Input: arr[] = [1, 2, 3, 4, 5, 6], k = 2
Output: [5, 6, 1, 2, 3, 4]
Explanation:
=> We perform 2 right rotations (since k = 2):

• After 1st rotation: Last element moves to front → [6, 1, 2, 3, 4, 5]
• After 2nd rotation: Again, last element to front → [5, 6, 1, 2, 3, 4]
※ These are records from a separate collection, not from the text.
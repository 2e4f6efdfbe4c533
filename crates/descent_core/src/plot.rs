//! Function samples for drawing the curve or surface under a trajectory.

use crate::traits::Objective;
use anyhow::{bail, Result};
use serde::{Deserialize, Serialize};

#[derive(Debug, Clone, Copy, PartialEq, Serialize, Deserialize)]
pub struct AxisSpec {
    pub min: f64,
    pub max: f64,
    pub samples: usize,
}

impl AxisSpec {
    fn validate(&self, name: &str) -> Result<()> {
        if !self.min.is_finite() || !self.max.is_finite() || self.max <= self.min {
            bail!("The {name} axis range must be finite with max > min.");
        }
        if self.samples < 2 {
            bail!("The {name} axis needs at least 2 samples.");
        }
        Ok(())
    }

    fn coordinates(&self) -> Vec<f64> {
        let step = (self.max - self.min) / (self.samples - 1) as f64;
        (0..self.samples)
            .map(|i| self.min + step * i as f64)
            .collect()
    }
}

#[derive(Debug, Clone, PartialEq, Serialize, Deserialize)]
pub struct CurveSamples {
    pub xs: Vec<f64>,
    /// `NaN` where the function could not be evaluated.
    pub values: Vec<f64>,
}

#[derive(Debug, Clone, PartialEq, Serialize, Deserialize)]
pub struct SurfaceSamples {
    pub xs: Vec<f64>,
    pub ys: Vec<f64>,
    /// Row-major: `values[j * xs.len() + i] = f(xs[i], ys[j])`, `NaN` on failure.
    pub values: Vec<f64>,
}

pub fn sample_curve<F: Objective + ?Sized>(f: &F, axis: &AxisSpec) -> Result<CurveSamples> {
    if f.dimension() != 1 {
        bail!("Curve sampling needs a function of one variable.");
    }
    axis.validate("x")?;
    let xs = axis.coordinates();
    let values = xs
        .iter()
        .map(|&x| f.evaluate(&[x]).unwrap_or(f64::NAN))
        .collect();
    Ok(CurveSamples { xs, values })
}

pub fn sample_surface<F: Objective + ?Sized>(
    f: &F,
    x_axis: &AxisSpec,
    y_axis: &AxisSpec,
) -> Result<SurfaceSamples> {
    if f.dimension() != 2 {
        bail!("Surface sampling needs a function of two variables.");
    }
    x_axis.validate("x")?;
    y_axis.validate("y")?;
    let xs = x_axis.coordinates();
    let ys = y_axis.coordinates();
    let mut values = Vec::with_capacity(xs.len() * ys.len());
    for &y in &ys {
        for &x in &xs {
            values.push(f.evaluate(&[x, y]).unwrap_or(f64::NAN));
        }
    }
    Ok(SurfaceSamples { xs, ys, values })
}

#[cfg(test)]
mod tests {
    use super::*;
    use crate::config::Mode;
    use crate::equation_engine::compile;

    fn assert_err_contains<T: std::fmt::Debug>(result: Result<T>, needle: &str) {
        let err = result.expect_err("expected error");
        let message = format!("{err}");
        assert!(
            message.contains(needle),
            "expected error to contain \"{needle}\", got \"{message}\""
        );
    }

    #[test]
    fn curve_samples_mark_failures_with_nan() {
        let f = compile("1 / x", Mode::Curve).expect("compiles");
        let axis = AxisSpec {
            min: -1.0,
            max: 1.0,
            samples: 5,
        };
        let curve = sample_curve(&f, &axis).expect("samples");
        assert_eq!(curve.xs, vec![-1.0, -0.5, 0.0, 0.5, 1.0]);
        assert_eq!(curve.values[0], -1.0);
        assert!(curve.values[2].is_nan());
        assert_eq!(curve.values[4], 1.0);
    }

    #[test]
    fn surface_samples_are_row_major() {
        let f = compile("x + 10 * y", Mode::Surface).expect("compiles");
        let x_axis = AxisSpec {
            min: 0.0,
            max: 2.0,
            samples: 3,
        };
        let y_axis = AxisSpec {
            min: 0.0,
            max: 1.0,
            samples: 2,
        };
        let surface = sample_surface(&f, &x_axis, &y_axis).expect("samples");
        assert_eq!(surface.values, vec![0.0, 1.0, 2.0, 10.0, 11.0, 12.0]);
    }

    #[test]
    fn rejects_invalid_axes_and_dimensions() {
        let curve = compile("x", Mode::Curve).expect("compiles");
        let surface = compile("x * y", Mode::Surface).expect("compiles");
        let good = AxisSpec {
            min: 0.0,
            max: 1.0,
            samples: 2,
        };
        assert_err_contains(
            sample_curve(
                &curve,
                &AxisSpec {
                    min: 1.0,
                    max: 1.0,
                    samples: 4,
                },
            ),
            "max > min",
        );
        assert_err_contains(
            sample_curve(
                &curve,
                &AxisSpec {
                    min: 0.0,
                    max: 1.0,
                    samples: 1,
                },
            ),
            "at least 2 samples",
        );
        assert_err_contains(sample_curve(&surface, &good), "one variable");
        assert_err_contains(sample_surface(&curve, &good, &good), "two variables");
    }
}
Input: arr[] = [1, 2, 3, 4, 5], k = 4
Output: [2, 3, 4, 5, 1]
Explanation:
=> We rotate the array 4 times to the right:

• After 1st rotation: [5, 1, 2, 3, 4]
• After 2nd rotation: [4, 5, 1, 2, 3]
• After 3rd rotation: [3, 4, 5, 1, 2]
• After 4th rotation: [2, 3, 4, 5, 1]

[Naive Approach] Using Recursion - O(n × k) Time and O(k) Space

The main idea of this approach is to rotate the array to the right by one position, k times, using recursion. In each recursive call, the last element of the array is stored temporarily, all other elements are shifted one position to the right, and the saved element is placed at the front. This operation effectively performs a single right rotation. The function then calls itself with k - 1 until k reaches zero, at which point the recursion stops.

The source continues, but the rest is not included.